Source records:
* * * * *

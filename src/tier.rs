// Tier layout for the distributable token ids.
//
// Ids are partitioned into four contiguous ranges:
//   tier0: 1..=100, tier1: 101..=150, tier2: 151..=200, tier3: 201..=206
// Anything else (0, or 207 and up) is out of range.
use near_sdk::near;

use crate::error::ContractError;

pub type TokenId = u64;

/// Inclusive upper bound of each tier, in tier order.
pub const TIER_UPPER_BOUNDS: [TokenId; 4] = [100, 150, 200, 206];

/// Highest distributable token id.
pub const MAX_TOKEN_ID: TokenId = TIER_UPPER_BOUNDS[3];

/// A distribution covers at most one recipient per token id.
pub const MAX_RECIPIENTS: u64 = MAX_TOKEN_ID;

#[near(serializers = [borsh])]
#[derive(Clone, Copy, Debug, PartialEq, Eq, PartialOrd, Ord, Hash)]
pub enum Tier {
    Tier0,
    Tier1,
    Tier2,
    Tier3,
}

impl Tier {
    pub const ALL: [Tier; 4] = [Tier::Tier0, Tier::Tier1, Tier::Tier2, Tier::Tier3];

    /// Resolve the tier of a token id by direct range comparison.
    pub fn from_token_id(token_id: TokenId) -> Result<Self, ContractError> {
        match token_id {
            1..=100 => Ok(Tier::Tier0),
            101..=150 => Ok(Tier::Tier1),
            151..=200 => Ok(Tier::Tier2),
            201..=206 => Ok(Tier::Tier3),
            _ => Err(ContractError::OutOfRange(token_id)),
        }
    }

    pub fn from_index(index: u8) -> Option<Self> {
        Self::ALL.get(index as usize).copied()
    }

    pub fn index(self) -> u8 {
        self as u8
    }

    /// Metadata file name shared by every token of this tier.
    pub fn file_name(self) -> &'static str {
        match self {
            Tier::Tier0 => "tier0.json",
            Tier::Tier1 => "tier1.json",
            Tier::Tier2 => "tier2.json",
            Tier::Tier3 => "tier3.json",
        }
    }
}

/// Build the metadata locator `<base_uri><tierN.json>` for a token id.
pub fn metadata_locator(base_uri: &str, token_id: TokenId) -> Result<String, ContractError> {
    let tier = Tier::from_token_id(token_id)?;
    Ok(format!("{}{}", base_uri, tier.file_name()))
}

#[cfg(test)]
mod tests {
    use super::*;

    #[test]
    fn test_tier_ranges() {
        for token_id in 1..=100 {
            assert_eq!(Tier::from_token_id(token_id), Ok(Tier::Tier0));
        }
        for token_id in 101..=150 {
            assert_eq!(Tier::from_token_id(token_id), Ok(Tier::Tier1));
        }
        for token_id in 151..=200 {
            assert_eq!(Tier::from_token_id(token_id), Ok(Tier::Tier2));
        }
        for token_id in 201..=206 {
            assert_eq!(Tier::from_token_id(token_id), Ok(Tier::Tier3));
        }
    }

    #[test]
    fn test_out_of_range_boundaries() {
        for token_id in [0, 207, 208, 209, u64::MAX] {
            assert_eq!(
                Tier::from_token_id(token_id),
                Err(ContractError::OutOfRange(token_id))
            );
        }
    }

    #[test]
    fn test_upper_bounds_match_ranges() {
        for (tier, bound) in Tier::ALL.iter().zip(TIER_UPPER_BOUNDS) {
            assert_eq!(Tier::from_token_id(bound), Ok(*tier));
        }
        assert_eq!(MAX_RECIPIENTS, 206);
    }

    #[test]
    fn test_index_round_trip() {
        assert_eq!(Tier::Tier2.index(), 2);
        assert_eq!(Tier::from_index(3), Some(Tier::Tier3));
        assert_eq!(Tier::from_index(4), None);
    }

    #[test]
    fn test_metadata_locator() {
        let base = "https://ipfs/<SAMPLE_URI>/";
        assert_eq!(
            metadata_locator(base, 1).unwrap(),
            "https://ipfs/<SAMPLE_URI>/tier0.json"
        );
        assert_eq!(
            metadata_locator(base, 206).unwrap(),
            "https://ipfs/<SAMPLE_URI>/tier3.json"
        );
        assert_eq!(
            metadata_locator(base, 207),
            Err(ContractError::OutOfRange(207))
        );
    }
}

* * * * *

Lines with the word "const": copy each one from the data above.

pub const TIER_UPPER_BOUNDS: [TokenId; 4] = [100, 150, 200, 206];
pub const MAX_TOKEN_ID: TokenId = TIER_UPPER_BOUNDS[3];
pub const MAX_RECIPIENTS: u64 = MAX_TOKEN_ID;
    pub const ALL: [Tier; 4] = [Tier::Tier0, Tier::Tier1, Tier::Tier2, Tier::Tier3];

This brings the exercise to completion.